By Melissa Herman
The majority of us spend years searching for that spark that will ignite an inextinguishable flame and some… well, some see it in every leaf and log. Truth be told, we are all surrounded with an abundance of reasons to be thankful, kind and hopeful. Blessings are something rarely overlooked by someone like Elsie Yanik. At 98 years young, when asked why she practices such gracious ways in such a kind manner, she will humbly tell a story of a man who brought her and her siblings Christmas gifts on an Eve that they were sure that they had all been forgotten. It was Mrs. Yanik’s first Christmas since her mother’s passing. She was 8 years old then but the twinkle of gratitude in her eye hadn’t ceased to glow. She carried this act of kindness with her throughout her years and kept it close to her heart, so that every action she made since then was guided with the same kindness shown to her as a child.
How long has Elsie been helping others? Well, Canada’s 20th Prime Minister Jean Chretien, now in his 80s, was new to the world when Elsie began her journey as a nurse’s aide in Fort Smith at the tender age of 17. She let kindness light the path in front of her, with the destination contently unknown. She would come to be an easily recognizable inspiration, as clear to those who’ve met her as her childhood gift bearer was to her.
If all the fuss seems so familiar to Mrs. Yanik, and indeed it is. It is because she has done this before. The Indspire award is merely the latest in a long line of recognition that she has been awarded. Among many others, she received an honorary Law Degree from the University of Alberta, not long after obtaining her honorary Aboriginal Child & Family Services Diploma from Keyano College. She was an Olympic Torch bearer for the 2010 Olympic Winter Games, the President of Voices for Aboriginal Women of Alberta, recognized by Pope John Paul II for her tireless years of service as a lay minister. In addition to all this she also spent a decade as a member of the Young Offenders Board and served the Nunee Health Authority in Fort Chipewyan. Always in her element with people of all ages, but especially young people, her presence is nevertheless humbling. Her compassion and inspirational ways of mentoring also earned her a Governor General’s Commemorative Medal and a Stars of Alberta Award.

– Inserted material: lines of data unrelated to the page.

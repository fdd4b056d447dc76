// src/storage/memory_store.rs
//! In-memory directory store.
//!
//! Records live in a map guarded by an async lock and vanish when the process
//! exits. Used for tests and throwaway deployments (`memory:`); the file
//! store layers persistence over the same [`Records`] index.

use crate::error::{Error, Result};
use crate::models::vasp::Vasp;
use crate::storage::{Query, Store};
use async_trait::async_trait;
use std::collections::BTreeMap;
use tokio::sync::RwLock;

/// Id-ordered record index with a monotonic id sequence.
#[derive(Debug, Default)]
pub(crate) struct Records {
    next_id: u64,
    vasps: BTreeMap<u64, Vasp>,
}

impl Records {
    /// Starts the sequence at `next_id`; id 0 is never handed out.
    pub(crate) fn new(next_id: u64) -> Self {
        Records {
            next_id: next_id.max(1),
            vasps: BTreeMap::new(),
        }
    }

    pub(crate) fn next_id(&self) -> u64 {
        self.next_id
    }

    pub(crate) fn advance(&mut self) {
        self.next_id += 1;
    }

    /// Inserts a record under its own id, keeping the sequence ahead of it.
    pub(crate) fn put(&mut self, vasp: Vasp) {
        if vasp.id >= self.next_id {
            self.next_id = vasp.id + 1;
        }
        self.vasps.insert(vasp.id, vasp);
    }

    pub(crate) fn get(&self, id: u64) -> Result<Vasp> {
        self.vasps.get(&id).cloned().ok_or(Error::NotFound)
    }

    pub(crate) fn contains(&self, id: u64) -> bool {
        self.vasps.contains_key(&id)
    }

    pub(crate) fn remove(&mut self, id: u64) -> Result<Vasp> {
        self.vasps.remove(&id).ok_or(Error::NotFound)
    }

    pub(crate) fn search(&self, query: &Query) -> Vec<Vasp> {
        self.vasps
            .values()
            .filter(|vasp| query.matches(vasp))
            .cloned()
            .collect()
    }
}

pub struct MemoryStore {
    records: RwLock<Option<Records>>,
}

impl MemoryStore {
    pub fn new() -> Self {
        MemoryStore {
            records: RwLock::new(Some(Records::new(1))),
        }
    }
}

impl Default for MemoryStore {
    fn default() -> Self {
        Self::new()
    }
}

#[async_trait]
impl Store for MemoryStore {
    async fn create(&self, mut vasp: Vasp) -> Result<u64> {
        let mut guard = self.records.write().await;
        let records = guard.as_mut().ok_or(Error::StoreClosed)?;

        vasp.id = records.next_id();
        let id = vasp.id;
        records.put(vasp);
        Ok(id)
    }

    async fn retrieve(&self, id: u64) -> Result<Vasp> {
        let guard = self.records.read().await;
        guard.as_ref().ok_or(Error::StoreClosed)?.get(id)
    }

    async fn update(&self, vasp: &Vasp) -> Result<()> {
        let mut guard = self.records.write().await;
        let records = guard.as_mut().ok_or(Error::StoreClosed)?;
        if !records.contains(vasp.id) {
            return Err(Error::NotFound);
        }
        records.put(vasp.clone());
        Ok(())
    }

    async fn destroy(&self, id: u64) -> Result<()> {
        let mut guard = self.records.write().await;
        guard.as_mut().ok_or(Error::StoreClosed)?.remove(id)?;
        Ok(())
    }

    async fn search(&self, query: &Query) -> Result<Vec<Vasp>> {
        query.validate()?;
        let guard = self.records.read().await;
        Ok(guard.as_ref().ok_or(Error::StoreClosed)?.search(query))
    }

    async fn close(&self) -> Result<()> {
        self.records.write().await.take();
        Ok(())
    }
}

#[cfg(test)]
mod tests {
    use super::*;
    use crate::storage::tests::record;
    use crate::storage::NAME_FIELD;

    #[tokio::test]
    async fn create_then_retrieve_round_trips() {
        let store = MemoryStore::new();
        let input = record("Acme", "US");

        let id = store.create(input.clone()).await.unwrap();
        assert_eq!(id, 1);

        let stored = store.retrieve(id).await.unwrap();
        assert_eq!(stored, Vasp { id, ..input });
    }

    #[tokio::test]
    async fn ids_are_monotonic_after_destroy() {
        let store = MemoryStore::new();
        let first = store.create(record("Acme", "US")).await.unwrap();
        store.destroy(first).await.unwrap();
        let second = store.create(record("Other", "US")).await.unwrap();
        assert!(second > first);
    }

    #[tokio::test]
    async fn missing_records_are_not_found() {
        let store = MemoryStore::new();
        assert!(matches!(store.retrieve(7).await, Err(Error::NotFound)));
        assert!(matches!(store.destroy(7).await, Err(Error::NotFound)));

        let mut ghost = record("Ghost", "US");
        ghost.id = 7;
        assert!(matches!(store.update(&ghost).await, Err(Error::NotFound)));
        assert!(matches!(store.retrieve(7).await, Err(Error::NotFound)));
    }

    #[tokio::test]
    async fn search_returns_only_matches() {
        let store = MemoryStore::new();
        let acme = store.create(record("Acme", "US")).await.unwrap();
        store.create(record("Other", "US")).await.unwrap();

        let hits = store
            .search(&Query::new().with(NAME_FIELD, "Acme"))
            .await
            .unwrap();
        assert_eq!(hits.len(), 1);
        assert_eq!(hits[0].id, acme);

        let none = store
            .search(&Query::new().with(NAME_FIELD, "Nonexistent"))
            .await
            .unwrap();
        assert!(none.is_empty());

        assert_eq!(store.search(&Query::new()).await.unwrap().len(), 2);
    }

    #[tokio::test]
    async fn closed_store_rejects_calls() {
        let store = MemoryStore::new();
        let id = store.create(record("Acme", "US")).await.unwrap();
        store.close().await.unwrap();

        assert!(matches!(store.retrieve(id).await, Err(Error::StoreClosed)));
        assert!(matches!(
            store.create(record("Other", "US")).await,
            Err(Error::StoreClosed)
        ));
        assert!(matches!(
            store.search(&Query::new()).await,
            Err(Error::StoreClosed)
        ));
    }
}
pub mod certificate;
pub mod vasp;
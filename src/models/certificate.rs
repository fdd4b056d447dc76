// src/models/certificate.rs
//! Issued certificate record.
//!
//! The directory keeps the signed certificate on the identity record it was
//! issued for; a certificate is never shared across records.

use chrono::{DateTime, Utc};
use serde::{Deserialize, Serialize};

/// A leaf certificate signed by the directory's certificate authority.
#[derive(Serialize, Deserialize, Debug, Clone, PartialEq)]
pub struct Certificate {
    /// Hex-encoded (big-endian) random serial number, at most 20 octets.
    pub serial_number: String,

    /// Subject distinguished name, e.g. `CN=acme.example, O=Acme, C=US`.
    pub subject: String,

    /// Distinguished name of the issuing authority.
    pub issuer: String,

    pub not_before: DateTime<Utc>,
    pub not_after: DateTime<Utc>,

    pub key_usages: Vec<String>,
    pub extended_key_usages: Vec<String>,

    /// PEM-encoded DER certificate.
    pub pem: String,
}
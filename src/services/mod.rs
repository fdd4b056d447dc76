pub mod api_server;
pub mod directory;
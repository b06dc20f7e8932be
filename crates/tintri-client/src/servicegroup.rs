//! Service group operations (Global Center).
//!
//! Service groups exist on Global Center servers only; callers gate on the
//! product name and a minimum minor version of 31 before using these.

use crate::client::TintriClient;
use crate::models::{CollectionChangeRequest, ServiceGroup};
use crate::session::Session;
use crate::Result;
use tintri_core::page::Page;
use tintri_core::Error;

pub(crate) const SERVICE_GROUP_PATH: &str = "/v310/servicegroup";

/// Minimum minor version the service group endpoints were verified against.
pub const SERVICE_GROUP_MIN_MINOR: u32 = 31;

impl TintriClient {
    /// List all service groups.
    ///
    /// # Errors
    ///
    /// API fault on non-200, parse fault on an undecodable body.
    pub async fn list_service_groups(&self, session: &Session) -> Result<Page<ServiceGroup>> {
        self.get(SERVICE_GROUP_PATH, Some(session)).await?.json()
    }

    /// Find a service group by display name.
    ///
    /// # Errors
    ///
    /// [`Error::NotFound`] when no group carries that name.
    pub async fn find_service_group(&self, name: &str, session: &Session) -> Result<ServiceGroup> {
        let page = self.list_service_groups(session).await?;
        page.items
            .into_iter()
            .find(|group| group.name == name)
            .ok_or_else(|| Error::NotFound(format!("service group {name} doesn't exist")))
    }

    /// Add VMs to a service group's static members; the endpoint answers 204.
    ///
    /// # Errors
    ///
    /// API fault on any other status.
    pub async fn add_service_group_members(
        &self,
        group_uuid: &str,
        vm_uuids: Vec<String>,
        session: &Session,
    ) -> Result<()> {
        let request = CollectionChangeRequest::adding(vm_uuids);
        self.put(
            &format!("{SERVICE_GROUP_PATH}/{group_uuid}/members/static"),
            &request,
            session,
        )
        .await?
        .expect_status(204)
        .map(|_| ())
    }
}
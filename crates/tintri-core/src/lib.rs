//! # tintri-core
//!
//! Core types shared by the Tintri REST client crates.
//!
//! This crate provides the error taxonomy, client configuration, API version
//! handling, and the request/response building blocks used by `tintri-client`.
//!
//! ## Modules
//!
//! - [`error`] - Transport and API fault types
//! - [`config`] - Client configuration and validation
//! - [`version`] - API version discovery and compatibility gating
//! - [`query`] - Query parameter builder (supports repeated keys)
//! - [`page`] - Paginated list envelope with `next` cursor handling

#![deny(missing_docs)]
#![deny(clippy::all)]
#![warn(clippy::pedantic)]
#![allow(clippy::module_name_repetitions)]

pub mod config;
pub mod error;
pub mod page;
pub mod query;
pub mod version;

// Re-export commonly used types
pub use error::{ApiFault, Error, Result};
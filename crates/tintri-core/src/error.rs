//! Error types for Tintri API operations.
//!
//! The wire-level taxonomy has exactly two kinds: a *transport fault* (no
//! usable HTTP response was obtained) and an *API fault* (a response arrived
//! but its status code is not the one expected for that operation). The
//! remaining variants cover local failures around the exchange itself, such
//! as undecodable response bodies or rejected configuration.

use std::fmt;
use thiserror::Error;

/// Sentinel recorded in an [`ApiFault`] when the request carried no body.
pub const NO_PAYLOAD: &str = "No Payload";

/// Diagnostic record of an HTTP response with an unexpected status code.
///
/// Carries enough context to reproduce the failing call: status code,
/// request URL, the serialized request payload (or [`NO_PAYLOAD`]), and the
/// raw response body.
#[derive(Debug, Clone, PartialEq, Eq)]
pub struct ApiFault {
    /// HTTP status code of the response.
    pub status: u16,
    /// Full request URL, including any query string.
    pub url: String,
    /// String form of the request payload.
    pub payload: String,
    /// Raw response body.
    pub body: String,
}

impl ApiFault {
    /// Create a fault record for a response with an unexpected status.
    #[must_use]
    pub fn new(
        status: u16,
        url: impl Into<String>,
        payload: impl Into<String>,
        body: impl Into<String>,
    ) -> Self {
        Self {
            status,
            url: url.into(),
            payload: payload.into(),
            body: body.into(),
        }
    }
}

impl fmt::Display for ApiFault {
    fn fmt(&self, f: &mut fmt::Formatter<'_>) -> fmt::Result {
        write!(
            f,
            "unexpected API response: status code={} url:{} payload:{} response:{}",
            self.status, self.url, self.payload, self.body
        )
    }
}

impl std::error::Error for ApiFault {}

/// Main error type for Tintri client operations.
#[derive(Error, Debug, Clone, PartialEq, Eq)]
pub enum Error {
    /// No usable HTTP response was obtained (connection refused, timeout,
    /// malformed exchange).
    #[error("transport error: {0}")]
    Transport(String),

    /// A well-formed HTTP response arrived with an unexpected status code.
    #[error(transparent)]
    Api(#[from] ApiFault),

    /// A response body could not be decoded.
    #[error("failed to parse response: {0}")]
    Parse(String),

    /// Client configuration was rejected.
    #[error("configuration error: {0}")]
    Config(String),

    /// The server does not satisfy an operation's compatibility requirement.
    #[error("unsupported server: {0}")]
    Unsupported(String),

    /// A named object was not found on the server.
    #[error("not found: {0}")]
    NotFound(String),
}

/// Specialized result type for Tintri client operations.
pub type Result<T> = std::result::Result<T, Error>;

impl Error {
    /// Returns true for faults where no HTTP response was obtained.
    #[must_use]
    pub const fn is_transport(&self) -> bool {
        matches!(self, Self::Transport(_))
    }

    /// Returns true for faults raised from a received HTTP response.
    #[must_use]
    pub const fn is_api(&self) -> bool {
        matches!(self, Self::Api(_))
    }

    /// Status code of the offending response, for API faults.
    #[must_use]
    pub const fn status(&self) -> Option<u16> {
        match self {
            Self::Api(fault) => Some(fault.status),
            _ => None,
        }
    }
}

// Conversions from external error types
impl From<reqwest::Error> for Error {
    fn from(err: reqwest::Error) -> Self {
        if err.is_timeout() {
            Self::Transport(format!("request timed out: {err}"))
        } else if err.is_connect() {
            Self::Transport(format!("connection error: {err}"))
        } else if err.is_decode() {
            Self::Parse(err.to_string())
        } else {
            Self::Transport(err.to_string())
        }
    }
}

impl From<url::ParseError> for Error {
    fn from(err: url::ParseError) -> Self {
        Self::Config(err.to_string())
    }
}

impl From<serde_json::Error> for Error {
    fn from(err: serde_json::Error) -> Self {
        Self::Parse(err.to_string())
    }
}

#[cfg(test)]
mod tests {
    use super::*;

    #[test]
    fn api_fault_display_carries_diagnostics() {
        let fault = ApiFault::new(401, "https://vmstore/api/v310/vm", NO_PAYLOAD, "denied");
        let text = fault.to_string();
        assert!(text.contains("status code=401"));
        assert!(text.contains("url:https://vmstore/api/v310/vm"));
        assert!(text.contains("payload:No Payload"));
        assert!(text.contains("response:denied"));
    }

    #[test]
    fn fault_kind_helpers() {
        let transport = Error::Transport("connection refused".to_string());
        assert!(transport.is_transport());
        assert!(!transport.is_api());
        assert_eq!(transport.status(), None);

        let api = Error::from(ApiFault::new(403, "https://x/api", NO_PAYLOAD, ""));
        assert!(api.is_api());
        assert!(!api.is_transport());
        assert_eq!(api.status(), Some(403));
    }

    #[test]
    fn from_serde_json_error() {
        let err = serde_json::from_str::<serde_json::Value>("{invalid json}").unwrap_err();
        let err: Error = err.into();
        assert!(matches!(err, Error::Parse(_)));
    }

    #[test]
    fn from_url_parse_error() {
        let err = url::Url::parse("not a url").unwrap_err();
        let err: Error = err.into();
        assert!(matches!(err, Error::Config(_)));
    }

    #[test]
    fn error_display() {
        let err = Error::Unsupported("minor version 21 is below 31".to_string());
        assert_eq!(
            err.to_string(),
            "unsupported server: minor version 21 is below 31"
        );
    }
}
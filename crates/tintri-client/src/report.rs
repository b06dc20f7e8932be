//! Downloadable VM reports (Global Center).

use crate::client::TintriClient;
use crate::models::VmReportFilter;
use crate::session::Session;
use crate::Result;

pub(crate) const VM_REPORT_PATH: &str = "/v310/vm/vmListDownloadable";

impl TintriClient {
    /// Request a downloadable VM report.
    ///
    /// The endpoint answers 200 with the download URL as plain response
    /// text; the URL stays valid for a fixed window on the server side.
    ///
    /// # Errors
    ///
    /// API fault on any other status.
    pub async fn generate_vm_report(
        &self,
        filter: &VmReportFilter,
        session: &Session,
    ) -> Result<String> {
        let response = self
            .post(VM_REPORT_PATH, Some(filter), session)
            .await?
            .expect_status(200)?;
        Ok(response.body().trim().to_string())
    }
}
//! Configuration for Tintri clients.

use crate::Error;
use serde::{Deserialize, Serialize};
use std::time::Duration;
use validator::Validate;

const fn default_tls_verify() -> bool {
    true
}

const fn default_timeout_secs() -> u64 {
    60
}

/// HTTP client configuration.
///
/// The appliances these clients talk to commonly run self-signed
/// certificates; verification can therefore be switched off, but it is on by
/// default and turning it off must be an explicit caller decision.
#[derive(Debug, Clone, Serialize, Deserialize, Validate)]
pub struct ClientConfig {
    /// Whether to verify TLS certificates.
    #[serde(default = "default_tls_verify")]
    pub tls_verify: bool,

    /// Request timeout in seconds.
    #[validate(range(min = 1, max = 300))]
    #[serde(default = "default_timeout_secs")]
    pub timeout_secs: u64,
}

impl ClientConfig {
    /// Create a configuration with default values.
    #[must_use]
    pub const fn new() -> Self {
        Self {
            tls_verify: default_tls_verify(),
            timeout_secs: default_timeout_secs(),
        }
    }

    /// Enable or disable TLS certificate verification.
    #[must_use]
    pub const fn with_tls_verify(mut self, verify: bool) -> Self {
        self.tls_verify = verify;
        self
    }

    /// Set the request timeout in seconds.
    #[must_use]
    pub const fn with_timeout(mut self, seconds: u64) -> Self {
        self.timeout_secs = seconds;
        self
    }

    /// Request timeout as a [`Duration`].
    #[must_use]
    pub const fn timeout(&self) -> Duration {
        Duration::from_secs(self.timeout_secs)
    }

    /// Validate the configuration.
    ///
    /// # Errors
    ///
    /// Returns [`Error::Config`] when a field is out of range.
    pub fn check(&self) -> Result<(), Error> {
        self.validate()
            .map_err(|err| Error::Config(format!("invalid client configuration: {err}")))
    }
}

impl Default for ClientConfig {
    fn default() -> Self {
        Self::new()
    }
}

She was 20 years old when she met her husband at late night mass. Their first date took place on a farm that would eventually lead to a honeymoon in the bush, 49 years of marriage, 4 daughters, 1 son and 12 grandchildren. Mrs. Yanik admits that she never bothered to travel the world until her husband passed away in 1986.She had no need to. Alone however, she found time to explore Europe and paid a visit to Hong Kong among other places.
Today, Mrs. Yanik continues to show how far a little kindness can go and the profound depths of the simplest actions. For that reason she is being recognized yet again, this time with an Indspire Lifetime Achievement Award. Keyano College would like to extend a much deserved congratulations, and commend you for years of compassionate deeds.